§ **Task goal**: Determine how many of the lines below include "filename", then respond with that number and no other text.
======== Extracted information
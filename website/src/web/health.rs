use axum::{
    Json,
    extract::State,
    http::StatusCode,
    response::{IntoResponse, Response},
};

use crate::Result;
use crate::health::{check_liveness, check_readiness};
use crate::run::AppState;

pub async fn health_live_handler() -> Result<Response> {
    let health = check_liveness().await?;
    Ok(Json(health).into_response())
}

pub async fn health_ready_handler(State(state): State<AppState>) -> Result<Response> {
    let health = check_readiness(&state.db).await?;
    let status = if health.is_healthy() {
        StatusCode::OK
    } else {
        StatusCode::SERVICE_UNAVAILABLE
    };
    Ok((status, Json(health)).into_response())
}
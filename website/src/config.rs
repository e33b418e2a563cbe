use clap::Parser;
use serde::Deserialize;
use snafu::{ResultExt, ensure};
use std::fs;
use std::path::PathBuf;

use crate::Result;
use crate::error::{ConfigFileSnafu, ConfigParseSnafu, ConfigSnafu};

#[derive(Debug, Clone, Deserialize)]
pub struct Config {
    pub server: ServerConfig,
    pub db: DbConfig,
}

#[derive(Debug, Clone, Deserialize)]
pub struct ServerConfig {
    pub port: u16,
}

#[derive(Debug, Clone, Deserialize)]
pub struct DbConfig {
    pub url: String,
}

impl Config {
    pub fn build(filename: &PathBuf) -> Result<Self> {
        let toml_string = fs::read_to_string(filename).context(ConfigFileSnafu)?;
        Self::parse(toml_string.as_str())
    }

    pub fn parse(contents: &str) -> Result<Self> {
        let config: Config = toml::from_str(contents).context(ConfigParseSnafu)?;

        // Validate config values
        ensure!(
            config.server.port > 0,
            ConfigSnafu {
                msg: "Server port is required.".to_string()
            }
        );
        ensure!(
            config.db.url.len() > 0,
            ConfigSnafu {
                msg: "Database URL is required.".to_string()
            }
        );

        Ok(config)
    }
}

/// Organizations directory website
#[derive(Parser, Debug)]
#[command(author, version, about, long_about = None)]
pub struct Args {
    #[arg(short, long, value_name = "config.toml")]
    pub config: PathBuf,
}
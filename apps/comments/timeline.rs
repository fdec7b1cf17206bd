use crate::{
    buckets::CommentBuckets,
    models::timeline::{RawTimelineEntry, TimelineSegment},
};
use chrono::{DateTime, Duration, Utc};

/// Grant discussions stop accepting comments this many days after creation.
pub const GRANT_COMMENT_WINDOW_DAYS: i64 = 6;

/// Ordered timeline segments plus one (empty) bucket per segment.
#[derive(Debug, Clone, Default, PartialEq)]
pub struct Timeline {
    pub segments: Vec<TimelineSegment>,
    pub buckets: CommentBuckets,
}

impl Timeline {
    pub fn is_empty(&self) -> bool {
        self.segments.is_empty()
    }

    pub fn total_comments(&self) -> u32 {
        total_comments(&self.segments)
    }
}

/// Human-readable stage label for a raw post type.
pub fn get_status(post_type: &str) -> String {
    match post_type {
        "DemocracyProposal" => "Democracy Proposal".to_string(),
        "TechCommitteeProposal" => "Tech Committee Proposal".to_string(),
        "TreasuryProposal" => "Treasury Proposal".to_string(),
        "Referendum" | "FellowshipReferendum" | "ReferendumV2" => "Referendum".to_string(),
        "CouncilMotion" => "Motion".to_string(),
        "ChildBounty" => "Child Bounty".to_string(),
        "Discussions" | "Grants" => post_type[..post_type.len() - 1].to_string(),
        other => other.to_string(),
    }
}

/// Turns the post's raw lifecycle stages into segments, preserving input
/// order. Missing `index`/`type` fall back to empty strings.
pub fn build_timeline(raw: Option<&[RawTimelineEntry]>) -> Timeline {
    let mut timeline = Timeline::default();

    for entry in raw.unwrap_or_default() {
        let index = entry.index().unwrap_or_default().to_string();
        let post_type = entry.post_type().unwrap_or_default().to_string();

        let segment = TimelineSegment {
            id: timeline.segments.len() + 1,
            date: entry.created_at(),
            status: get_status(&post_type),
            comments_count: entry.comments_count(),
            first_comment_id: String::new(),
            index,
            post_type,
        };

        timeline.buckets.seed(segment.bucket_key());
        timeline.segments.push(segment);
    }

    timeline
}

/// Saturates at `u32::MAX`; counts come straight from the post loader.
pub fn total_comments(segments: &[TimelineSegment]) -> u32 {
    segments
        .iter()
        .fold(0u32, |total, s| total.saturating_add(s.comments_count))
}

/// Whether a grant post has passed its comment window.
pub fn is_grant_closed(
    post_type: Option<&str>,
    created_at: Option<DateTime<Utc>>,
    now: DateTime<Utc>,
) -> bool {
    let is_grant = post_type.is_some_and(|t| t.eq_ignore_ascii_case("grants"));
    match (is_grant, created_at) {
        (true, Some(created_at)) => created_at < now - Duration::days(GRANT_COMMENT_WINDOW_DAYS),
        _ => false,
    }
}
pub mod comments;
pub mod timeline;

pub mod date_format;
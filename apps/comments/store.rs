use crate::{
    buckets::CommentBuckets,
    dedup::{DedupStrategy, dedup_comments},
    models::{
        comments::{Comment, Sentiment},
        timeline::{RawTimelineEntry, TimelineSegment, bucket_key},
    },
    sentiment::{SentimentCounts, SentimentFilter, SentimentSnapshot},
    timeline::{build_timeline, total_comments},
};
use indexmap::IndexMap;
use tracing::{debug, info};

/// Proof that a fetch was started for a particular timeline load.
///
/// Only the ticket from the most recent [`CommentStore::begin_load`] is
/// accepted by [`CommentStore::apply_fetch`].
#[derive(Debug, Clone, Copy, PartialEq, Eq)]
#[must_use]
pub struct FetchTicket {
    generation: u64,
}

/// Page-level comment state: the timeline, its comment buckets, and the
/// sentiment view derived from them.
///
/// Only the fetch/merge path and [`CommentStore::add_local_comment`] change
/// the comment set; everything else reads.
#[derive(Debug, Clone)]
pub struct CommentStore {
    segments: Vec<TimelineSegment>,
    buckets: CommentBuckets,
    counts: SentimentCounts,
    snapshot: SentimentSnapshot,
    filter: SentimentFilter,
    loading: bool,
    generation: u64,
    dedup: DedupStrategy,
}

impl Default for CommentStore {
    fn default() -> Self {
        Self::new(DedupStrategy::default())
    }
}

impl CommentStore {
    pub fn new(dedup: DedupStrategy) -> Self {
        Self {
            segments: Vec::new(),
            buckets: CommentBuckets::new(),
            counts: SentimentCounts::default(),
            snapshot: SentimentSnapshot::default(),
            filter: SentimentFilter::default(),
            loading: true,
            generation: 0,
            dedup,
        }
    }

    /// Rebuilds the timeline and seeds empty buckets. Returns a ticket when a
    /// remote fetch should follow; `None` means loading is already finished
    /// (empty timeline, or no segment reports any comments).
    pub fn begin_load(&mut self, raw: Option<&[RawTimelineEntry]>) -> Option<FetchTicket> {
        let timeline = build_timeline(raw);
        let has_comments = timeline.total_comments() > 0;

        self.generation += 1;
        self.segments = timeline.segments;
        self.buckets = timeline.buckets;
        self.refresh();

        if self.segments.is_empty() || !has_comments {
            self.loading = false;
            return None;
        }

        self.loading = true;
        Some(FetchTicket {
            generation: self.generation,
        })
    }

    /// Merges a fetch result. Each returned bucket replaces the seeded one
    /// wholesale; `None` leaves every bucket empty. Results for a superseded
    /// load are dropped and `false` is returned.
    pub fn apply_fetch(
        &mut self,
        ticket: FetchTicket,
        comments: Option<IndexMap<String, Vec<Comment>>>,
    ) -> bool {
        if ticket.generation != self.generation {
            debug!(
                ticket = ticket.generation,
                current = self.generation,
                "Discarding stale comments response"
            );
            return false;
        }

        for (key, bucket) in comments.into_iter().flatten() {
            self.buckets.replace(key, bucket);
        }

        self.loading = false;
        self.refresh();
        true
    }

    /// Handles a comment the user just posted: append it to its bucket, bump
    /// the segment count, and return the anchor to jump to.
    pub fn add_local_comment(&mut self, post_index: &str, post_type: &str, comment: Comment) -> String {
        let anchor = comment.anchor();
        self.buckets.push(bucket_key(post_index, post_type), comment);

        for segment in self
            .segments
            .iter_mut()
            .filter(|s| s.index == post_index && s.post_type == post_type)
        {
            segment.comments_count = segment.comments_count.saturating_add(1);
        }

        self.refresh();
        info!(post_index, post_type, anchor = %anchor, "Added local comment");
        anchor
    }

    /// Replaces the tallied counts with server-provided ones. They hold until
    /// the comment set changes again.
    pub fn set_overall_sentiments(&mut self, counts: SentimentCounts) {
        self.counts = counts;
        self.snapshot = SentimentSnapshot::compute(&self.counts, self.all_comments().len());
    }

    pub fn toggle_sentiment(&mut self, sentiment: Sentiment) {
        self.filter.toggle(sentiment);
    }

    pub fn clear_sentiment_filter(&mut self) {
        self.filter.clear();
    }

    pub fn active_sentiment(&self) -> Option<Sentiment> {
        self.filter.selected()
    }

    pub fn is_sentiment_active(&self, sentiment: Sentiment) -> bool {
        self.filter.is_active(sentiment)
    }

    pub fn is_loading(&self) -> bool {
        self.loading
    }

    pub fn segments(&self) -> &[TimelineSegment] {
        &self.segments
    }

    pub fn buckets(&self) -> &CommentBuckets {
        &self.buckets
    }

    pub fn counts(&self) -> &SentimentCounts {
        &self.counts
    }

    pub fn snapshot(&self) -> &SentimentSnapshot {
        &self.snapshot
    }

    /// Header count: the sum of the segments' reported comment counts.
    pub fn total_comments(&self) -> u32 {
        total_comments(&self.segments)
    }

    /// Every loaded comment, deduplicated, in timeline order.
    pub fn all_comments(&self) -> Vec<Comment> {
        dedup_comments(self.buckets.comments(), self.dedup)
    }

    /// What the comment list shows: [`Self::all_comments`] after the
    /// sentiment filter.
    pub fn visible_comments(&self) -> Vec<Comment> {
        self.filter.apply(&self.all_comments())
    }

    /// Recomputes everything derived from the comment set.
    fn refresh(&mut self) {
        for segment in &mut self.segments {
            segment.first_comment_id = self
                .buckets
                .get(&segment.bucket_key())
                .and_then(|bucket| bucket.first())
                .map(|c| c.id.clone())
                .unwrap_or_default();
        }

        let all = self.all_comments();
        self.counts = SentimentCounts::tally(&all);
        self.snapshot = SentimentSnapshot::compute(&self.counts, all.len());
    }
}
================
======== Extracted information
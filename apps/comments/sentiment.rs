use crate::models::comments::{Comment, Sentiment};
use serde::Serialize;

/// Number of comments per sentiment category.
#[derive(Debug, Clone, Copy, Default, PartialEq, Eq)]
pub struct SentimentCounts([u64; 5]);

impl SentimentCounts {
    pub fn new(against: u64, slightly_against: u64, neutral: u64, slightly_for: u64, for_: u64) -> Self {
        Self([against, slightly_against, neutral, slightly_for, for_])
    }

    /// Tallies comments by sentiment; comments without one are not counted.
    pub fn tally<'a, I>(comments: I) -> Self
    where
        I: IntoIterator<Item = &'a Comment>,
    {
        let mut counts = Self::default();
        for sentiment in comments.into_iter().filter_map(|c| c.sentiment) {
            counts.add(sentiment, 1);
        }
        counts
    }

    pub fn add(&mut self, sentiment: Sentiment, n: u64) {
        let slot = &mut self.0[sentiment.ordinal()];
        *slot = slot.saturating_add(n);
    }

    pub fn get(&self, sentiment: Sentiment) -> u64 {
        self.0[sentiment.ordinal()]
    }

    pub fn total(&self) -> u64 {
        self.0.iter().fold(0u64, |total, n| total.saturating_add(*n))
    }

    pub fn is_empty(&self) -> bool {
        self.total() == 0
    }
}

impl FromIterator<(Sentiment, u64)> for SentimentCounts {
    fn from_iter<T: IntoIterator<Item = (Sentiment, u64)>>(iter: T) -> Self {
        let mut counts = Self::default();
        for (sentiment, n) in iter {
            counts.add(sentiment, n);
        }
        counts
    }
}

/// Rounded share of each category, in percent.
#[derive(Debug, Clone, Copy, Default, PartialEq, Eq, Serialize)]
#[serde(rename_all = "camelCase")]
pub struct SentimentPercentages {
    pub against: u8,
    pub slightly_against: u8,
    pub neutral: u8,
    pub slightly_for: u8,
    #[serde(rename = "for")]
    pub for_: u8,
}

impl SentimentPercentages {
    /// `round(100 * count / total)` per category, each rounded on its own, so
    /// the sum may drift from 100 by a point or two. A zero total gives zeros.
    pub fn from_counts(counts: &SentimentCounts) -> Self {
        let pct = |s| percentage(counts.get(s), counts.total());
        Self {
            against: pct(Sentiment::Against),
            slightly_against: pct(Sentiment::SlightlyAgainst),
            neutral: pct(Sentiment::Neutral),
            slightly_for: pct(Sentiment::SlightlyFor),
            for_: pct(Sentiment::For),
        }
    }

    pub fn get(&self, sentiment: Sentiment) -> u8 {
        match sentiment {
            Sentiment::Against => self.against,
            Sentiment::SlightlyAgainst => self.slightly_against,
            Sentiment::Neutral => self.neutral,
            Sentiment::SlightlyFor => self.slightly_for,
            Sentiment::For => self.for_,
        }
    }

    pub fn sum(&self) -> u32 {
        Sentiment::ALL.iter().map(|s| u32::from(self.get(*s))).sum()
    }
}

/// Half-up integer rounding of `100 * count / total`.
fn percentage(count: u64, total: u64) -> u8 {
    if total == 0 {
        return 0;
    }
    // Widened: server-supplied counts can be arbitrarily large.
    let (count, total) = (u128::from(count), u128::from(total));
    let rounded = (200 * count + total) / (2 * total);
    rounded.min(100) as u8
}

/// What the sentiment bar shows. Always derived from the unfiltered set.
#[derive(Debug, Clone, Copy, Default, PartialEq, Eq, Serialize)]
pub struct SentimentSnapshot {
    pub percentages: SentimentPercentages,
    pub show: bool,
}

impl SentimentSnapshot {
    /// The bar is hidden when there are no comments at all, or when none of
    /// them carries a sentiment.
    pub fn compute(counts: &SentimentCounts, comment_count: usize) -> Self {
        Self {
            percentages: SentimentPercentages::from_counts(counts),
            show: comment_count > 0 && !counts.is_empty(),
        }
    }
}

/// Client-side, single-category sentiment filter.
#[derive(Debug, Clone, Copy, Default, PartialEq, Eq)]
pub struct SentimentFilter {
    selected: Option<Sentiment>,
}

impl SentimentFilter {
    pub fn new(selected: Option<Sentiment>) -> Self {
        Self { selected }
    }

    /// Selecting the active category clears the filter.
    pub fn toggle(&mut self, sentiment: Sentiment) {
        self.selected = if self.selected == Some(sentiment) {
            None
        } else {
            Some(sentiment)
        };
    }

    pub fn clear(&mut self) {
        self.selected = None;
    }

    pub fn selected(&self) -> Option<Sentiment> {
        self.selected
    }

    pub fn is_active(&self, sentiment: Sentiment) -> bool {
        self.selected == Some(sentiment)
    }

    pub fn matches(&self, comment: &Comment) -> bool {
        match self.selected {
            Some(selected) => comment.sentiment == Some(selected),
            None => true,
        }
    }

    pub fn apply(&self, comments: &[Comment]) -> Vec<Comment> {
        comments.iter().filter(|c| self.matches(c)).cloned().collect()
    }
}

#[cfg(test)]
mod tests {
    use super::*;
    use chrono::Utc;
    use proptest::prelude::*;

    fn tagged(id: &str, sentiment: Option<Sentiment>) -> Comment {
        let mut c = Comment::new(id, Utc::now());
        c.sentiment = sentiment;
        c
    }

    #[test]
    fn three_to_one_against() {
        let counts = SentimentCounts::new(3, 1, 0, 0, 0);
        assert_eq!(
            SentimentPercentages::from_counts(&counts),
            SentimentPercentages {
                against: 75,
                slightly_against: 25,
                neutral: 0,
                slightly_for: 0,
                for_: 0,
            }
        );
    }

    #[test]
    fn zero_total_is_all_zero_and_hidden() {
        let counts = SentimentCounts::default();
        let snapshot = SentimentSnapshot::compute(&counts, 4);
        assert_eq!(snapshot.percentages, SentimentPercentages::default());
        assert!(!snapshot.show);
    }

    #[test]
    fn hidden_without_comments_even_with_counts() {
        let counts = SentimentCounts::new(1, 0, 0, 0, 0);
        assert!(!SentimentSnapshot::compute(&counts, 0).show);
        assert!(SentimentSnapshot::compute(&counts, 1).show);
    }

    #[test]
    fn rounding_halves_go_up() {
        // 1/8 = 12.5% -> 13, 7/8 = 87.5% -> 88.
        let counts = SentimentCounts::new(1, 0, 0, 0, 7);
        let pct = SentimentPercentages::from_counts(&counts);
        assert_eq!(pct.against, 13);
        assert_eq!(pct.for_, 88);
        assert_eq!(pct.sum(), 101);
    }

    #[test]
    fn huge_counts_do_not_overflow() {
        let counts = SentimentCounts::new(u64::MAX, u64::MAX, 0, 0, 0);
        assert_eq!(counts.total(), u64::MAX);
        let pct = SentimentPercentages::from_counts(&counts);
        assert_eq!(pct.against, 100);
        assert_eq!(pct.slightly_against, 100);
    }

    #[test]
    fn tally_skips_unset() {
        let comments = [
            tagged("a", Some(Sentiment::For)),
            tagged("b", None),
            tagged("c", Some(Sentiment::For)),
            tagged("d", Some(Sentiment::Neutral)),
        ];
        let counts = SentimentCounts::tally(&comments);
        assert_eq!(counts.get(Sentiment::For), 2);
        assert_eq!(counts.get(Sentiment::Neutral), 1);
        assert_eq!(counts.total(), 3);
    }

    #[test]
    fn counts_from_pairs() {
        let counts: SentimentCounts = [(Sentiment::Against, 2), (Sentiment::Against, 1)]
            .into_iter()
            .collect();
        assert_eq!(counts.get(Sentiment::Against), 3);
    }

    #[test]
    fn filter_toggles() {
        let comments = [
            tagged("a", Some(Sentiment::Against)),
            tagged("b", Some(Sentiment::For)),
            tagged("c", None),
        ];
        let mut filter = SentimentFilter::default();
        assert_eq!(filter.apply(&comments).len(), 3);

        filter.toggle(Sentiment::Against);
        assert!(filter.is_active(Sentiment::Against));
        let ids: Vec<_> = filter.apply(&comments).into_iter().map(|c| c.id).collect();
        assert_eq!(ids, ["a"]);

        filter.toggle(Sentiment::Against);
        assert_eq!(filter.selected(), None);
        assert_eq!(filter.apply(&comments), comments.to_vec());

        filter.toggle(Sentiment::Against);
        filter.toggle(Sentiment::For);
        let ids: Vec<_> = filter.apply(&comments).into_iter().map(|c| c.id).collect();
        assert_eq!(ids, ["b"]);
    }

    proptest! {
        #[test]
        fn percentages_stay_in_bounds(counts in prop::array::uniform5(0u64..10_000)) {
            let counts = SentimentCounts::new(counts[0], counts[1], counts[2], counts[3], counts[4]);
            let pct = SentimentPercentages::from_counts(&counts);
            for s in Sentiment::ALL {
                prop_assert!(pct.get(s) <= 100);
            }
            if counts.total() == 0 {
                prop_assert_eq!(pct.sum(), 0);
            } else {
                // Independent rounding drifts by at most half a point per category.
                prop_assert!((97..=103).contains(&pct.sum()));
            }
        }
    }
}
================
§ **Result**: 7